Now I well understand the huge effort it truly was, right at the extremity of the technology of the time.
However I am still in awe of the incredible courage of these men, calmly going about their work in spite of having an intricate understanding the risks involved. Armstrong’s heart-rate during the landings showed that they had the same feelings as ordinary men, but could calmly over- ride any fear.
And this was not the sort of courage of a quick adrenaline rush leap into danger, it was facing years, month, days, hours then minutes of danger.
Here is a bailout of the landing simulator during training by Armstrong. He just went straight back to the office to catch up with work after that.
http://www.airspacemag.com/video/Armstrongs-Close-Call.html
Here is a great interview of Neil Armstrong in recent years. 51 minutes, but well worthwhile.
Jim Butts: May 1, 2013 at 8:33 pm
I find your attitude a bit sad. Did you never get in the car and just drive to see what was around the next bend, or take a vacation to see a place you hadn’t been before? When you were young, did you not take walks through the woods just to see what you could find. Did you never take on a challenge just for the sake of the challenge? It is to people who took the challenge, went exploring, and tried new things that we owe our way of life. We are very fortunate that we are not all as incurious as you.

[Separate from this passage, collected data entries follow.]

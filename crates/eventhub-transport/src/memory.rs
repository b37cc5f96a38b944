// In-process event hub: subscriber streams and topic publish without sockets.
use async_trait::async_trait;
use bytes::Bytes;
use eventhub_wire::Command;
use parking_lot::Mutex;
use slab::Slab;
use std::collections::{BTreeSet, HashMap};
use std::sync::{Arc, Weak};
use tokio::sync::mpsc;

use crate::{Connection, Connector, Error, Publisher, Result};

/// Hub that serves both the subscriber side and the publish side channel.
///
/// ```
/// use bytes::Bytes;
/// use eventhub_transport::{Connection, Connector, MemoryHub, Publisher};
///
/// let rt = tokio::runtime::Runtime::new().expect("rt");
/// rt.block_on(async {
///     let hub = MemoryHub::new();
///     hub.listen("ws://hub/test1", "eventhub.test1");
///     let mut connection = hub.connect("ws://hub/test1").await.expect("connect");
///     assert_eq!(hub.subscriber_count("eventhub.test1"), 1);
///     hub.publish("eventhub.test1", Bytes::from_static(b"event"))
///         .await
///         .expect("publish");
///     assert_eq!(connection.receive().await.expect("receive"), Bytes::from_static(b"event"));
/// });
/// ```
#[derive(Clone, Default)]
pub struct MemoryHub {
    state: Arc<Mutex<HubState>>,
}

#[derive(Default)]
struct HubState {
    // Endpoint address -> topic every new connection starts on.
    endpoints: HashMap<String, String>,
    subscribers: Slab<SubscriberEntry>,
    next_serial: u64,
}

struct SubscriberEntry {
    // Distinguishes reuses of the same slab slot.
    serial: u64,
    topics: BTreeSet<String>,
    sender: mpsc::UnboundedSender<Bytes>,
}

impl HubState {
    fn entry_mut(&mut self, id: usize, serial: u64) -> Option<&mut SubscriberEntry> {
        self.subscribers
            .get_mut(id)
            .filter(|entry| entry.serial == serial)
    }

    fn fan_out(&self, topic: &str, payload: &Bytes) -> usize {
        let mut delivered = 0;
        for (_, entry) in self.subscribers.iter() {
            // A failed send means the receiver is mid-drop; its guard unregisters it.
            if entry.topics.contains(topic) && entry.sender.send(payload.clone()).is_ok() {
                delivered += 1;
            }
        }
        delivered
    }
}

impl MemoryHub {
    pub fn new() -> Self {
        Self::default()
    }

    /// Accept connections on `endpoint`, subscribing each one to `topic`.
    pub fn listen(&self, endpoint: impl Into<String>, topic: impl Into<String>) {
        self.state
            .lock()
            .endpoints
            .insert(endpoint.into(), topic.into());
    }

    /// Live connections currently subscribed to `topic`.
    pub fn subscriber_count(&self, topic: &str) -> usize {
        let state = self.state.lock();
        state
            .subscribers
            .iter()
            .filter(|(_, entry)| entry.topics.contains(topic))
            .count()
    }

    /// Drop every live connection from the hub side, as a restarting server would.
    pub fn disconnect_all(&self) {
        let mut state = self.state.lock();
        let dropped = state.subscribers.len();
        state.subscribers.clear();
        tracing::debug!(dropped, "memory hub disconnected all subscribers");
    }
}

#[async_trait]
impl Connector for MemoryHub {
    type Connection = MemoryConnection;

    async fn connect(&self, endpoint: &str) -> Result<MemoryConnection> {
        let mut state = self.state.lock();
        let Some(topic) = state.endpoints.get(endpoint).cloned() else {
            return Err(Error::Connect {
                endpoint: endpoint.to_string(),
                source: "no hub listening on endpoint".into(),
            });
        };
        let (sender, receiver) = mpsc::unbounded_channel();
        let serial = state.next_serial;
        state.next_serial += 1;
        let id = state.subscribers.insert(SubscriberEntry {
            serial,
            topics: BTreeSet::from([topic.clone()]),
            sender,
        });
        Ok(MemoryConnection {
            id,
            serial,
            topic,
            hub: Arc::downgrade(&self.state),
            receiver,
            closed: false,
        })
    }
}

#[async_trait]
impl Publisher for MemoryHub {
    async fn publish(&self, topic: &str, payload: Bytes) -> Result<()> {
        let delivered = self.state.lock().fan_out(topic, &payload);
        tracing::trace!(topic, delivered, "memory hub publish");
        Ok(())
    }
}

/// One subscriber stream on a `MemoryHub`; unregisters itself when dropped.
pub struct MemoryConnection {
    id: usize,
    serial: u64,
    // Topic of the endpoint this connection was accepted on.
    topic: String,
    hub: Weak<Mutex<HubState>>,
    receiver: mpsc::UnboundedReceiver<Bytes>,
    closed: bool,
}

impl MemoryConnection {
    fn unregister(&mut self) {
        if let Some(state) = self.hub.upgrade() {
            let mut state = state.lock();
            if state.entry_mut(self.id, self.serial).is_some() {
                state.subscribers.remove(self.id);
            }
        }
    }

    fn apply(&self, state: &mut HubState, command: Command) -> Result<()> {
        let Some(entry) = state.entry_mut(self.id, self.serial) else {
            return Err(Error::Closed);
        };
        match command {
            Command::Subscribe(name) => {
                entry.topics.insert(name);
            }
            Command::Unsubscribe(name) => {
                entry.topics.remove(&name);
            }
            Command::List => {
                let listing = entry
                    .topics
                    .iter()
                    .map(String::as_str)
                    .collect::<Vec<_>>()
                    .join("\n");
                let _ = entry.sender.send(Bytes::from(listing));
            }
            Command::Publish(text) => {
                state.fan_out(&self.topic, &Bytes::from(text));
            }
        }
        Ok(())
    }
}

#[async_trait]
impl Connection for MemoryConnection {
    async fn send(&mut self, payload: Bytes) -> Result<()> {
        if self.closed {
            return Err(Error::Closed);
        }
        let line = std::str::from_utf8(&payload).map_err(|err| Error::Write(Box::new(err)))?;
        let command = Command::parse(line).map_err(|err| Error::Write(Box::new(err)))?;
        let Some(state) = self.hub.upgrade() else {
            return Err(Error::Closed);
        };
        let mut state = state.lock();
        self.apply(&mut state, command)
    }

    async fn receive(&mut self) -> Result<Bytes> {
        if self.closed {
            return Err(Error::Closed);
        }
        self.receiver.recv().await.ok_or(Error::Closed)
    }

    async fn close(&mut self) -> Result<()> {
        self.closed = true;
        self.unregister();
        self.receiver.close();
        Ok(())
    }
}

impl Drop for MemoryConnection {
    fn drop(&mut self) {
        self.unregister();
    }
}
// Control-command probe: walk a hub through SUBSCRIBE/UNSUBSCRIBE/PUBLISH/LIST on one stream.
use bytes::Bytes;
use eventhub_transport::Connection;
use eventhub_wire::Command;
use std::time::Duration;
use tokio::time::Instant;
use tracing::info;

/// The command sequence sent by the probe, in order.
pub fn script(topic: &str, message: &str) -> Vec<Command> {
    vec![
        Command::Subscribe(topic.to_string()),
        Command::Unsubscribe(topic.to_string()),
        Command::Publish(message.to_string()),
        Command::List,
    ]
}

/// Send each command, then collect replies for `pause` before the next one.
pub async fn run_script<C: Connection>(
    connection: &mut C,
    commands: &[Command],
    pause: Duration,
) -> eventhub_transport::Result<Vec<Bytes>> {
    let mut replies = Vec::new();
    for command in commands {
        info!(command = %command, "sending control command");
        connection.send(Bytes::from(command.encode())).await?;
        let deadline = Instant::now() + pause;
        loop {
            tokio::select! {
                reply = connection.receive() => {
                    let reply = reply?;
                    info!(
                        after = command.keyword(),
                        reply = %String::from_utf8_lossy(&reply),
                        "hub reply"
                    );
                    replies.push(reply);
                }
                () = tokio::time::sleep_until(deadline) => break,
            }
        }
    }
    Ok(replies)
}
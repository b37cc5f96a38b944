// Redis pub/sub side channel used by the producer to inject events into the hub.
use async_trait::async_trait;
use bytes::Bytes;
use redis::aio::MultiplexedConnection;

use crate::{Error, Publisher, Result};

/// One multiplexed Redis connection shared by every publish call.
#[derive(Clone)]
pub struct RedisPublisher {
    target: String,
    connection: MultiplexedConnection,
}

impl std::fmt::Debug for RedisPublisher {
    fn fmt(&self, f: &mut std::fmt::Formatter<'_>) -> std::fmt::Result {
        f.debug_struct("RedisPublisher")
            .field("target", &self.target)
            .finish_non_exhaustive()
    }
}

impl RedisPublisher {
    /// Open the connection. A bare `host:port` target means `redis://host:port`.
    pub async fn connect(target: &str) -> Result<Self> {
        let url = redis_url(target)?;
        let connect_err = |err: redis::RedisError| Error::Connect {
            endpoint: url.clone(),
            source: Box::new(err),
        };
        let client = redis::Client::open(url.as_str()).map_err(connect_err)?;
        let mut connection = client
            .get_multiplexed_async_connection()
            .await
            .map_err(connect_err)?;
        let _: String = redis::cmd("PING")
            .query_async(&mut connection)
            .await
            .map_err(connect_err)?;
        tracing::debug!(url = %url, "redis publisher connected");
        Ok(Self {
            target: url,
            connection,
        })
    }

    pub fn target(&self) -> &str {
        &self.target
    }
}

#[async_trait]
impl Publisher for RedisPublisher {
    async fn publish(&self, topic: &str, payload: Bytes) -> Result<()> {
        let mut connection = self.connection.clone();
        let receivers: i64 = redis::cmd("PUBLISH")
            .arg(topic)
            .arg(&payload[..])
            .query_async(&mut connection)
            .await
            .map_err(|err| Error::Publish {
                topic: topic.to_string(),
                source: Box::new(err),
            })?;
        tracing::trace!(topic, receivers, "redis publish");
        Ok(())
    }
}

fn redis_url(target: &str) -> Result<String> {
    let target = target.trim();
    if target.is_empty() {
        return Err(Error::InvalidEndpoint(target.to_string()));
    }
    if target.contains("://") {
        return Ok(target.to_string());
    }
    Ok(format!("redis://{target}"))
}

The moon landing was a highlight of my youth. I remember arriving home from a trip just in time to turn on the TV (small, B&W) to watch the landing. It raised the spirits of the nation, and surprisingly of most of the world, like nothing before or since. Sending a robot would not have had that impact. Sending a robot does not require the incredible courage of those astronauts. Next time you get a chance, sit in a replica of a space capsule at a museum and get a feel of what it must have been like, lying on your back, enclosed, constrained and helpless, waiting for a controlled explosion to be triggered beneath you.
I am a little confused: the esteemed Lewandowsky writes alarmist acclaimed reports how none of us WUWT readers believe the moon landings actually happened because we are all conspiracy-driven denier nutters. Yet everyone here – one sourpuss excepted – is so enthusiastic about the NASA moon landings. Could it be that there was a flaw in the great Lewandowsky’s research?
However, as already commented, those were the glory days of NASA. Now it is a bloated stale bureaucracy, prouder of Hansen’ rantings than Armstrong or Aldrin’s achievements.